# Task to complete
A single number is expected: the count of lines in the entries below that contain "resolve".

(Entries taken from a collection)
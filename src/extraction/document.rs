//! Document abstraction and the bundled `scraper`-backed implementation
//!
//! CSS queries accept two pseudo-element suffixes:
//! - `::text` selects the direct text children of each match
//! - `::attr(name)` selects the named attribute of each match
//!
//! Without a suffix each match yields its outer HTML.

use scraper::{ElementRef, Html, Selector};
use serde::{Deserialize, Serialize};
use std::collections::HashMap;

use crate::domain::attribute::Query;
use crate::error::DocumentError;

/// A fetched page the pipeline can query.
pub trait Document: Send + Sync {
    fn url(&self) -> &str;

    fn select(&self, query: &Query) -> Result<Vec<String>, DocumentError>;

    fn raw_body(&self) -> &[u8];

    /// Values the crawl source carried along with the page.
    fn meta(&self, key: &str) -> Option<&[String]>;
}

#[derive(Debug, Clone, PartialEq, Eq)]
enum Projection {
    OuterHtml,
    Text,
    Attr(String),
}

fn split_projection(query: &str) -> (&str, Projection) {
    if let Some(css) = query.strip_suffix("::text") {
        return (css, Projection::Text);
    }
    if let Some(start) = query.rfind("::attr(") {
        if let Some(name) = query[start + 7..].strip_suffix(')') {
            return (&query[..start], Projection::Attr(name.trim().to_string()));
        }
    }
    (query, Projection::OuterHtml)
}

fn project(element: ElementRef<'_>, projection: &Projection, out: &mut Vec<String>) {
    match projection {
        Projection::OuterHtml => out.push(element.html()),
        Projection::Text => out.extend(
            element
                .children()
                .filter_map(|node| node.value().as_text().map(|text| text.to_string())),
        ),
        Projection::Attr(name) => {
            if let Some(value) = element.value().attr(name) {
                out.push(value.to_string());
            }
        }
    }
}

/// HTML page parsed on demand with `scraper`.
///
/// The parsed tree is not `Send`, so each query parses the body again.
#[derive(Debug, Clone, Default, Serialize, Deserialize)]
pub struct HtmlDocument {
    pub url: String,
    pub body: String,
    #[serde(default)]
    pub meta: HashMap<String, Vec<String>>,
}

impl HtmlDocument {
    pub fn new(url: impl Into<String>, body: impl Into<String>) -> Self {
        Self {
            url: url.into(),
            body: body.into(),
            meta: HashMap::new(),
        }
    }

    pub fn with_meta(mut self, key: impl Into<String>, values: Vec<String>) -> Self {
        self.meta.insert(key.into(), values);
        self
    }

    fn select_css(&self, query: &str) -> Result<Vec<String>, DocumentError> {
        let (css, projection) = split_projection(query.trim());
        let css = if css.trim().is_empty() { ":root" } else { css };
        let selector = Selector::parse(css).map_err(|e| DocumentError::InvalidSelector {
            selector: query.to_string(),
            reason: format!("{e:?}"),
        })?;

        let html = Html::parse_document(&self.body);
        let mut values = Vec::new();
        for element in html.select(&selector) {
            project(element, &projection, &mut values);
        }
        Ok(values)
    }
}

impl Document for HtmlDocument {
    fn url(&self) -> &str {
        &self.url
    }

    fn select(&self, query: &Query) -> Result<Vec<String>, DocumentError> {
        if let Some(xpath) = &query.xpath {
            return Err(DocumentError::UnsupportedQuery {
                query: xpath.clone(),
                reason: "xpath is not supported by HtmlDocument".into(),
            });
        }
        match &query.css {
            Some(css) => self.select_css(css),
            None => Ok(Vec::new()),
        }
    }

    fn raw_body(&self) -> &[u8] {
        self.body.as_bytes()
    }

    fn meta(&self, key: &str) -> Option<&[String]> {
        self.meta.get(key).map(Vec::as_slice)
    }
}
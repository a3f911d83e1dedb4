//! Image set resolution
//!
//! Consolidates `main_image` / `extra_images` into absolute references and the
//! deduplicated `image_urls` download set.

use tracing::warn;
use url::Url;

use crate::domain::item::{keys, AttrValue, Item};

fn join(base: Option<&Url>, reference: &str) -> String {
    match base.map(|base| base.join(reference)) {
        Some(Ok(joined)) => joined.to_string(),
        Some(Err(e)) => {
            warn!("Cannot resolve image '{reference}': {e}");
            reference.to_string()
        }
        None => reference.to_string(),
    }
}

/// Returns `false` when the item ends up with nothing to download.
///
/// A multi-valued `main_image` keeps its first element; the rest are moved to
/// the front of `extra_images`.
pub fn resolve(item: &mut Item, relative: bool, base_urls: &[String]) -> bool {
    let mut main = item
        .get(keys::MAIN_IMAGE)
        .map(AttrValue::populated_texts)
        .unwrap_or_default();
    let mut extra = item
        .get(keys::EXTRA_IMAGES)
        .map(AttrValue::populated_texts)
        .unwrap_or_default();

    if main.len() > 1 {
        warn!(
            url = item.text(keys::URL).unwrap_or_default(),
            "main_image has {} values, keeping the first",
            main.len()
        );
        let rest = main.split_off(1);
        extra.splice(0..0, rest);
    }
    if main.is_empty() && !extra.is_empty() {
        main.push(extra.remove(0));
    }

    if relative {
        let base = base_urls.first().and_then(|b| Url::parse(b).ok());
        main = main.iter().map(|m| join(base.as_ref(), m)).collect();
        extra = extra.iter().map(|e| join(base.as_ref(), e)).collect();
    }

    let mut download: Vec<String> = Vec::with_capacity(main.len() + extra.len());
    for image in main.iter().chain(extra.iter()) {
        let is_base = base_urls
            .iter()
            .any(|b| b == image || b.trim_end_matches('/') == image.trim_end_matches('/'));
        if !is_base && !download.contains(image) {
            download.push(image.clone());
        }
    }

    if let Some(first) = main.into_iter().next() {
        item.set(keys::MAIN_IMAGE, first);
    }
    if item.contains(keys::EXTRA_IMAGES) || !extra.is_empty() {
        item.set(keys::EXTRA_IMAGES, AttrValue::List(extra));
    }

    let found = !download.is_empty();
    item.set(keys::IMAGE_URLS, AttrValue::List(download));
    found
}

# Task solution
2